À semelhança de seu pai, ajudou vários seminaristas e religiosos, tanto nos Açores como em Lisboa, a pagarem os seus estudos no seminário e exerceu a caridade apostólica em prol dos mais necessitados de todos os estratos sociais. 

Como defensora da cultura, foi um dos principais mecenas, de entre outros, do Museu Carlos Machado, de Ponta Delgada, dotando-o de importantíssimas obras de arte. Com o seu irmão, D. António, 1.º barão do Linhó, dedicou-se com especial enlevo a recuperar a melhorar e a expandir a propriedade edificada da Quinta do Leão, entre 1919 e 1935, com especial incidência na melhoria dos edifícios agrícolas e na recuperação do solar. 

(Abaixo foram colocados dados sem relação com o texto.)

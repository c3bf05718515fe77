use chrono::NaiveDate;
use serde::Serialize;
use tracing::debug;

use macross_core::{CrossoverEvent, PriceSeries, WindowPair};
use macross_strategy::{ModelId, MovingAverageCrossover, SignalModel, StrategySeries};

use crate::metrics::{MetricsCalculator, MetricsReport, ReturnSeries};

/// Full result of evaluating one window pair.
#[derive(Debug, Clone, Serialize)]
pub struct BacktestRun {
    pub model_id: ModelId,
    pub pair: WindowPair,
    pub series: StrategySeries,
    pub returns: ReturnSeries,
    pub metrics: MetricsReport,
}

/// One aligned per-date row: everything a chart needs.
#[derive(Debug, Clone, PartialEq, Serialize)]
pub struct FrameRow {
    pub date: NaiveDate,
    pub close: f64,
    pub fast_ma: Option<f64>,
    pub slow_ma: Option<f64>,
    pub signal: f64,
    pub crossover: Option<f64>,
    pub position: Option<f64>,
    pub daily_return: Option<f64>,
    pub strategy_return: Option<f64>,
    pub cumulative_benchmark: Option<f64>,
    pub cumulative_strategy: Option<f64>,
    pub drawdown: Option<f64>,
    pub marker: Option<CrossoverEvent>,
}

/// Date-aligned view over a [`BacktestRun`].
#[derive(Debug, Clone, PartialEq, Serialize)]
pub struct BacktestFrame {
    pub pair: WindowPair,
    pub rows: Vec<FrameRow>,
}

impl BacktestFrame {
    /// (date, close) at every buy crossover.
    pub fn buy_markers(&self) -> Vec<(NaiveDate, f64)> {
        self.markers(CrossoverEvent::Buy)
    }

    /// (date, close) at every sell crossover.
    pub fn sell_markers(&self) -> Vec<(NaiveDate, f64)> {
        self.markers(CrossoverEvent::Sell)
    }

    fn markers(&self, kind: CrossoverEvent) -> Vec<(NaiveDate, f64)> {
        self.rows
            .iter()
            .filter(|r| r.marker == Some(kind))
            .map(|r| (r.date, r.close))
            .collect()
    }
}

impl BacktestRun {
    pub fn frame(&self) -> BacktestFrame {
        let s = &self.series;
        let r = &self.returns;
        let rows = (0..s.len())
            .map(|i| FrameRow {
                date: s.dates[i],
                close: s.close[i],
                fast_ma: s.fast_ma[i],
                slow_ma: s.slow_ma[i],
                signal: s.signal[i],
                crossover: s.crossover[i],
                position: s.position[i],
                daily_return: r.daily_return[i],
                strategy_return: r.strategy_return[i],
                cumulative_benchmark: r.cumulative_benchmark[i],
                cumulative_strategy: r.cumulative_strategy[i],
                drawdown: r.drawdown[i],
                marker: s.event_at(i),
            })
            .collect();
        BacktestFrame {
            pair: self.pair,
            rows,
        }
    }
}

/// Evaluates a signal model on a price series for a single window pair.
///
///   1. Derives the signal series (fast/slow means, signal, lagged position)
///   2. Derives the return columns (daily, strategy, cumulative, drawdown)
///   3. Computes the metric set once
pub struct BacktestEngine<M: SignalModel = MovingAverageCrossover> {
    model: M,
}

impl<M: SignalModel> BacktestEngine<M> {
    pub fn new(model: M) -> Self {
        Self { model }
    }

    pub fn run(&self, prices: &PriceSeries, pair: WindowPair) -> BacktestRun {
        let series = self.model.compute(prices, pair);
        let returns = MetricsCalculator::returns(&series);
        let metrics = MetricsCalculator::calculate(&returns);
        debug!(
            model = self.model.id(),
            short = pair.short,
            long = pair.long,
            bars = series.len(),
            trades = series.events().len(),
            "backtest evaluated"
        );

        BacktestRun {
            model_id: self.model.id(),
            pair,
            series,
            returns,
            metrics,
        }
    }
}

impl Default for BacktestEngine<MovingAverageCrossover> {
    fn default() -> Self {
        Self::new(MovingAverageCrossover)
    }
}

#[cfg(test)]
mod tests {
    use super::*;
    use crate::metrics::compute_metrics;
    use macross_strategy::compute_signals;

    fn oscillating(n: usize) -> PriceSeries {
        let closes: Vec<f64> = (0..n)
            .map(|i| 100.0 + (i as f64 / 8.0).sin() * 8.0 + i as f64 * 0.05)
            .collect();
        PriceSeries::from_closes(NaiveDate::from_ymd_opt(2022, 1, 3).unwrap(), &closes)
    }

    #[test]
    fn test_engine_matches_direct_pipeline() {
        let prices = oscillating(200);
        let run = BacktestEngine::default().run(&prices, WindowPair::new(5, 20));

        assert_eq!(run.model_id, "sma_crossover");
        assert_eq!(run.series, compute_signals(&prices, 5, 20));
        assert_eq!(run.metrics, compute_metrics(&run.series));
    }

    #[test]
    fn test_frame_is_aligned_with_prices() {
        let prices = oscillating(120);
        let run = BacktestEngine::default().run(&prices, WindowPair::new(5, 20));
        let frame = run.frame();

        assert_eq!(frame.rows.len(), prices.len());
        for (row, (&date, &close)) in frame.rows.iter().zip(prices.dates.iter().zip(&prices.close)) {
            assert_eq!(row.date, date);
            assert_eq!(row.close, close);
        }
        assert_eq!(frame.rows[0].position, None);
        assert_eq!(frame.rows[0].daily_return, None);
    }

    #[test]
    fn test_markers_follow_crossovers() {
        let prices = oscillating(300);
        let run = BacktestEngine::default().run(&prices, WindowPair::new(5, 20));
        let frame = run.frame();

        let buys = frame.buy_markers();
        let sells = frame.sell_markers();
        assert!(!buys.is_empty());
        assert!(buys.len().abs_diff(sells.len()) <= 1);
        for row in &frame.rows {
            match row.marker {
                Some(CrossoverEvent::Buy) => assert_eq!(row.crossover, Some(1.0)),
                Some(CrossoverEvent::Sell) => assert_eq!(row.crossover, Some(-1.0)),
                None => assert!(row.crossover.map_or(true, |c| c == 0.0)),
            }
        }
    }

    #[test]
    fn test_empty_prices_produce_empty_frame() {
        let run = BacktestEngine::default().run(&PriceSeries::new(), WindowPair::new(5, 20));
        assert!(run.frame().rows.is_empty());
        assert_eq!(run.metrics.sharpe_ratio, None);
    }

    #[test]
    fn test_flat_prices_never_trade() {
        let prices =
            PriceSeries::from_closes(NaiveDate::from_ymd_opt(2022, 1, 3).unwrap(), &[33.33; 400]);
        let run = BacktestEngine::default().run(&prices, WindowPair::new(50, 200));
        let frame = run.frame();

        assert!(frame.buy_markers().is_empty());
        assert!(frame.sell_markers().is_empty());
        assert_eq!(run.metrics.total_strategy_return, Some(0.0));
    }
}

Depois da sua morte, deixou importantes legados, especialmente à Ordem de S. Francisco e ao Patriarcado de Lisboa, como a propriedade da capela da casa de família – com todo o seu recheio –, hoje conhecida como “Capela do Rato” ou simplesmente Capela de Nossa Senhora da Bonança. 

A condessa de Cuba, consciente das suas particulares possibilidades patrimoniais, sabendo que era apenas administradora da herança que tinha recebido e que esta devia ser utilizada na procura do bem comum. Inspirada por valores superiores como a fé, a fidelidade à tradição e à memória dos seus antepassados, encarnou a lógica da partilha e da preocupação social, com a qual se expressa de modo autêntico o amor ao próximo. 

Percebeu vivencialmente que só através de um compromisso comum de solidariedade e de presença activa na sociedade é possível responder ao grande desafio do nosso tempo: o de construir um mundo de paz e de justiça, no qual cada ser humano possa viver com dignidade. Para isto poder acontecer, deve prevalecer um modelo de autêntica solidariedade e de elevação cultural. 

Assim, com base no testemunho deixado ao longo da sua vida, propõe-se a Condessa de Cuba, D. Maria Francisca, como o modelo inspirador que encarna perfeitamente os objectivos desta Associação.